__WHAT YOU ARE ASKED TO DO__
Please copy, character for character, each line from the beginning of the listing to the line containing "use std::path::PathBuf;", including both.

[[ GIVEN DATA, beginning ]]

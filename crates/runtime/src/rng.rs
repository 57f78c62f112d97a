//! Seedable RNG for reproducible runs.

use rand::SeedableRng;
use rand_chacha::ChaCha8Rng;

pub type GameRng = ChaCha8Rng;

/// Generator seeded from `seed`, or from a fresh entropy seed that is logged
/// so the run can be replayed.
pub fn seeded(seed: Option<u64>) -> (GameRng, u64) {
    let seed = seed.unwrap_or_else(rand::random);
    tracing::info!(seed, "rng seeded");
    (GameRng::seed_from_u64(seed), seed)
}

#[cfg(test)]
mod tests {
    use rand::Rng;

    use super::*;

    #[test]
    fn same_seed_same_stream() {
        let (mut a, _) = seeded(Some(12345));
        let (mut b, _) = seeded(Some(12345));
        let xs: Vec<u32> = (0..8).map(|_| a.random()).collect();
        let ys: Vec<u32> = (0..8).map(|_| b.random()).collect();
        assert_eq!(xs, ys);
    }

    #[test]
    fn entropy_seed_is_reported() {
        let (mut rng, seed) = seeded(None);
        let (mut replay, _) = seeded(Some(seed));
        assert_eq!(rng.random::<u64>(), replay.random::<u64>());
    }
}
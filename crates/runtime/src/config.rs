//! Process configuration read from the environment.

use std::env;
use std::path::PathBuf;

pub const DEFAULT_SAVE_SLOT: &str = "save";
pub const DEFAULT_DATA_DIR: &str = "crates/game/content/data";

/// Where content and saves live and how the RNG is seeded.
#[derive(Clone, Debug, PartialEq, Eq)]
pub struct RuntimeConfig {
    /// Fixed RNG seed. `None` seeds from entropy.
    pub seed: Option<u64>,
    pub data_dir: PathBuf,
    pub save_dir: PathBuf,
    pub save_slot: String,
    pub session_id: Option<String>,
}

impl Default for RuntimeConfig {
    fn default() -> Self {
        Self {
            seed: None,
            data_dir: PathBuf::from(DEFAULT_DATA_DIR),
            save_dir: default_save_dir(),
            save_slot: DEFAULT_SAVE_SLOT.to_owned(),
            session_id: None,
        }
    }
}

impl RuntimeConfig {
    /// Construct configuration from process environment variables.
    ///
    /// Environment variables:
    /// - `HIKER_SEED` - RNG seed (default: entropy)
    /// - `HIKER_DATA_DIR` - Content directory (default: `crates/game/content/data`)
    /// - `HIKER_SAVE_DIR` - Save directory (default: platform data dir)
    /// - `HIKER_SAVE_SLOT` - Save slot name (default: `save`)
    /// - `HIKER_SESSION_ID` - Session identifier for log files
    pub fn from_env() -> Self {
        let mut config = Self::default();

        config.seed = read_env::<u64>("HIKER_SEED");

        if let Some(dir) = read_env::<PathBuf>("HIKER_DATA_DIR") {
            config.data_dir = dir;
        }
        if let Some(dir) = read_env::<PathBuf>("HIKER_SAVE_DIR") {
            config.save_dir = dir;
        }
        if let Some(slot) = read_env::<String>("HIKER_SAVE_SLOT").filter(|slot| !slot.is_empty()) {
            config.save_slot = slot;
        }

        config.session_id = env::var("HIKER_SESSION_ID").ok();

        config
    }
}

/// Platform data directory for saves.
///
/// - macOS: `~/Library/Application Support/lost-hiker/saves`
/// - Linux: `~/.local/share/lost-hiker/saves`
/// - Windows: `%APPDATA%\lost-hiker\saves`
/// - Fallback: `./save_data`
pub fn default_save_dir() -> PathBuf {
    directories::ProjectDirs::from("", "", "lost-hiker")
        .map(|dirs| dirs.data_dir().join("saves"))
        .unwrap_or_else(|| PathBuf::from("./save_data"))
}

/// Platform cache directory for logs.
pub fn default_log_dir() -> PathBuf {
    directories::ProjectDirs::from("", "", "lost-hiker")
        .map(|dirs| dirs.cache_dir().join("logs"))
        .unwrap_or_else(|| PathBuf::from("/tmp/lost-hiker/logs"))
}

fn read_env<T>(key: &str) -> Option<T>
where
    T: std::str::FromStr,
{
    env::var(key).ok()?.parse().ok()
}
use crate::error::{ErrorSeverity, GameError};
use crate::state::EffectError;

#[derive(Clone, Debug, PartialEq, thiserror::Error)]
pub enum DialogueError {
    #[error("unknown npc `{npc_id}`")]
    UnknownNpc { npc_id: String },

    /// The node is missing or does not belong to the conversation's NPC.
    #[error("node `{node_id}` is not a dialogue node of `{npc_id}`")]
    UnknownNode { npc_id: String, node_id: String },

    /// The entry node's condition does not hold. Enter `fallback_node`
    /// instead.
    #[error("node `{node_id}` is gated out; fallback is `{fallback_node}`")]
    NodeGatedOut {
        npc_id: String,
        node_id: String,
        fallback_node: String,
    },

    /// Index out of range, or the option's condition does not hold.
    #[error("option {index} is not selectable on node `{node_id}`")]
    InvalidOptionSelection { node_id: String, index: usize },

    #[error("requires {required} x {item}, holding {held}")]
    UnmetRequirement {
        item: String,
        required: u32,
        held: u32,
    },

    #[error("the conversation has already ended")]
    SessionFinished,

    #[error(transparent)]
    Effect(#[from] EffectError),
}

impl GameError for DialogueError {
    fn severity(&self) -> ErrorSeverity {
        match self {
            Self::NodeGatedOut { .. } | Self::UnmetRequirement { .. } => {
                ErrorSeverity::Recoverable
            }
            Self::UnknownNpc { .. } | Self::InvalidOptionSelection { .. } | Self::SessionFinished => {
                ErrorSeverity::Validation
            }
            Self::UnknownNode { .. } => ErrorSeverity::Internal,
            Self::Effect(error) => error.severity(),
        }
    }

    fn error_code(&self) -> &'static str {
        match self {
            Self::UnknownNpc { .. } => "DIALOGUE_UNKNOWN_NPC",
            Self::UnknownNode { .. } => "DIALOGUE_UNKNOWN_NODE",
            Self::NodeGatedOut { .. } => "DIALOGUE_NODE_GATED_OUT",
            Self::InvalidOptionSelection { .. } => "DIALOGUE_INVALID_OPTION",
            Self::UnmetRequirement { .. } => "DIALOGUE_UNMET_REQUIREMENT",
            Self::SessionFinished => "DIALOGUE_SESSION_FINISHED",
            Self::Effect(error) => error.error_code(),
        }
    }
}
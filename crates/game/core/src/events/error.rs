use crate::error::{ErrorSeverity, GameError};
use crate::state::{EffectError, Season};

#[derive(Clone, Debug, PartialEq, thiserror::Error)]
pub enum SelectError {
    /// No event passes the depth and condition filters. Content gap; the
    /// caller supplies its own fallback text.
    #[error("no eligible event at depth {depth} in {season}")]
    NoEligibleEvent { depth: u32, season: Season },

    /// The drawn event could not be recorded in the history.
    #[error("failed to record drawn event: {0}")]
    Record(#[from] EffectError),
}

impl GameError for SelectError {
    fn severity(&self) -> ErrorSeverity {
        match self {
            Self::NoEligibleEvent { .. } => ErrorSeverity::Recoverable,
            Self::Record(error) => error.severity(),
        }
    }

    fn error_code(&self) -> &'static str {
        match self {
            Self::NoEligibleEvent { .. } => "EVENT_NO_ELIGIBLE",
            Self::Record(error) => error.error_code(),
        }
    }
}
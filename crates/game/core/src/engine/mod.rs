//! Effect application.
//!
//! The [`GameEngine`] is the authoritative reducer for [`GameState`]. Effect
//! lists are applied to a clone and committed only when every effect
//! succeeds, so a failing list never leaves a partially mutated state.

pub mod hunger;
mod reducer;

pub use reducer::StateReducer;

use rand::Rng;

use crate::config::GameConfig;
use crate::effect::Effect;
use crate::state::{EffectError, GameState, StateSnapshot};

/// Anything that exposes a snapshot and accepts effect lists atomically.
///
/// The event selector and dialogue engine talk to state only through this
/// seam, which lets the runtime put its store behind it.
pub trait EffectTarget {
    fn snapshot(&self) -> StateSnapshot<'_>;

    /// Applies all effects or none.
    fn apply_all(&mut self, effects: &[Effect]) -> Result<(), EffectError>;

    fn apply(&mut self, effect: &Effect) -> Result<(), EffectError> {
        self.apply_all(std::slice::from_ref(effect))
    }
}

pub struct GameEngine<'a, R: Rng + ?Sized> {
    state: &'a mut GameState,
    config: &'a GameConfig,
    rng: &'a mut R,
}

impl<'a, R: Rng + ?Sized> GameEngine<'a, R> {
    pub fn new(state: &'a mut GameState, config: &'a GameConfig, rng: &'a mut R) -> Self {
        Self { state, config, rng }
    }

    pub fn state(&self) -> &GameState {
        self.state
    }

    pub fn effective_stamina_cap(&self) -> f64 {
        hunger::effective_stamina_cap(self.state, self.config)
    }
}

impl<R: Rng + ?Sized> EffectTarget for GameEngine<'_, R> {
    fn snapshot(&self) -> StateSnapshot<'_> {
        self.state.snapshot()
    }

    fn apply_all(&mut self, effects: &[Effect]) -> Result<(), EffectError> {
        if self.state.is_over() {
            return Err(EffectError::RunEnded);
        }

        let mut working = self.state.clone();
        {
            let mut reducer = StateReducer::new(&mut working, self.config, self.rng);
            for effect in effects {
                reducer.apply(effect).inspect_err(|error| {
                    tracing::debug!(effect = effect.kind(), %error, "effect rejected");
                })?;
            }
        }

        *self.state = working;
        Ok(())
    }
}

#[cfg(test)]
mod tests {
    use rand::SeedableRng;
    use rand_chacha::ChaCha8Rng;

    use super::*;
    use crate::effect::{CountRange, FoodKind, ItemGrant, ModifierGrant};
    use crate::env::EventCategory;
    use crate::state::{PlayerProfile, RunStatus, StatKind, StatModifier};

    fn fixture() -> (GameState, GameConfig, ChaCha8Rng) {
        let config = GameConfig::default();
        let state = GameState::new(PlayerProfile::default(), &config);
        (state, config, ChaCha8Rng::seed_from_u64(1))
    }

    #[test]
    fn failing_list_applies_nothing() {
        let (mut state, config, mut rng) = fixture();
        state.inventory.add("rope", 1);
        let before = state.clone();

        let mut engine = GameEngine::new(&mut state, &config, &mut rng);
        let err = engine
            .apply_all(&[
                Effect::Rapport {
                    npc: "hermit".into(),
                    delta: 2,
                },
                Effect::remove_item("gold_pan", 1),
            ])
            .unwrap_err();

        assert!(matches!(err, EffectError::InsufficientItems { .. }));
        assert_eq!(state, before);
    }

    #[test]
    fn stamina_is_clamped_to_cap() {
        let (mut state, config, mut rng) = fixture();
        let mut engine = GameEngine::new(&mut state, &config, &mut rng);

        engine.apply(&Effect::Stamina(100.0)).unwrap();
        assert_eq!(engine.state().stamina.current, config.hunger.base_stamina_cap);

        engine.apply(&Effect::Stamina(-100.0)).unwrap();
        assert_eq!(engine.state().stamina.current, 0.0);

        assert!(engine.apply(&Effect::Stamina(f64::NAN)).is_err());
    }

    #[test]
    fn timed_modifier_raises_cap_until_expiry() {
        let (mut state, config, mut rng) = fixture();
        let mut engine = GameEngine::new(&mut state, &config, &mut rng);
        engine
            .apply(&Effect::AddTimedModifier(ModifierGrant {
                source: "mint_tea".into(),
                modifiers: vec![StatModifier {
                    stat: StatKind::StaminaMax,
                    amount: 2.0,
                }],
                duration_days: Some(1),
            }))
            .unwrap();
        assert_eq!(engine.effective_stamina_cap(), 12.0);

        engine
            .apply_all(&[Effect::Eat(FoodKind::Meal), Effect::EndDay { ate_meal: false }])
            .unwrap();
        assert!(engine.state().timed_modifiers.is_empty());
        assert_eq!(engine.effective_stamina_cap(), 10.0);
    }

    #[test]
    fn record_event_tracks_forage_steps() {
        let (mut state, config, mut rng) = fixture();
        let mut engine = GameEngine::new(&mut state, &config, &mut rng);
        let record = |id: &str, category| Effect::RecordEvent {
            event_id: id.into(),
            category,
        };

        engine
            .apply_all(&[
                record("a", EventCategory::Flavor),
                record("b", EventCategory::Hazard),
            ])
            .unwrap();
        assert_eq!(engine.state().steps_since_forage, 2);

        engine.apply(&record("berries", EventCategory::Forage)).unwrap();
        assert_eq!(engine.state().steps_since_forage, 0);
        assert_eq!(engine.state().recent_events.len(), 3);
    }

    #[test]
    fn landmarks_and_quests_only_move_forward() {
        let (mut state, config, mut rng) = fixture();
        let mut engine = GameEngine::new(&mut state, &config, &mut rng);

        engine
            .apply_all(&[
                Effect::DiscoverLandmark("old_oak".into()),
                Effect::BumpPathStability("old_oak".into()),
                Effect::BumpPathStability("old_oak".into()),
                Effect::BumpPathStability("old_oak".into()),
                Effect::AdvanceQuest {
                    quest: "runestone".into(),
                    stage: 2,
                },
                Effect::AdvanceQuest {
                    quest: "runestone".into(),
                    stage: 1,
                },
            ])
            .unwrap();

        let snapshot = engine.snapshot();
        assert_eq!(snapshot.path_stability("old_oak"), config.stability.max);
        assert_eq!(snapshot.quest_stage("runestone"), 2);
        assert_eq!(snapshot.state().current_landmark.as_deref(), Some("old_oak"));
    }

    #[test]
    fn item_counts_are_drawn_from_range() {
        let (mut state, config, mut rng) = fixture();
        let mut engine = GameEngine::new(&mut state, &config, &mut rng);
        engine
            .apply(&Effect::AddItems(vec![ItemGrant::new(
                "berries",
                CountRange { min: 2, max: 4 },
            )]))
            .unwrap();
        let count = engine.snapshot().item_count("berries");
        assert!((2..=4).contains(&count));
    }

    #[test]
    fn ended_run_rejects_effects() {
        let (mut state, config, mut rng) = fixture();
        state.status = RunStatus::GameOver(crate::state::GameOverCause::Starvation);
        let mut engine = GameEngine::new(&mut state, &config, &mut rng);
        assert_eq!(
            engine.apply(&Effect::Stamina(1.0)),
            Err(EffectError::RunEnded)
        );
    }
}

[[ GIVEN DATA, end ]]

__WRITTEN RESPONSE__
filename crates/runtime/src/rng.rs
repository 57f78c62f112d97a
//! Seedable RNG for reproducible runs.

use rand::SeedableRng;
use rand_chacha::ChaCha8Rng;

pub type GameRng = ChaCha8Rng;

/// Generator seeded from `seed`, or from a fresh entropy seed that is logged
/// so the run can be replayed.
pub fn seeded(seed: Option<u64>) -> (GameRng, u64) {
    let seed = seed.unwrap_or_else(rand::random);
    tracing::info!(seed, "rng seeded");
    (GameRng::seed_from_u64(seed), seed)
}

#[cfg(test)]
mod tests {
    use rand::Rng;

    use super::*;

    #[test]
    fn same_seed_same_stream() {
        let (mut a, _) = seeded(Some(12345));
        let (mut b, _) = seeded(Some(12345));
        let xs: Vec<u32> = (0..8).map(|_| a.random()).collect();
        let ys: Vec<u32> = (0..8).map(|_| b.random()).collect();
        assert_eq!(xs, ys);
    }

    #[test]
    fn entropy_seed_is_reported() {
        let (mut rng, seed) = seeded(None);
        let (mut replay, _) = seeded(Some(seed));
        assert_eq!(rng.random::<u64>(), replay.random::<u64>());
    }
}
filename crates/runtime/src/config.rs
//! Process configuration read from the environment.

use std::env;
use std::path::PathBuf;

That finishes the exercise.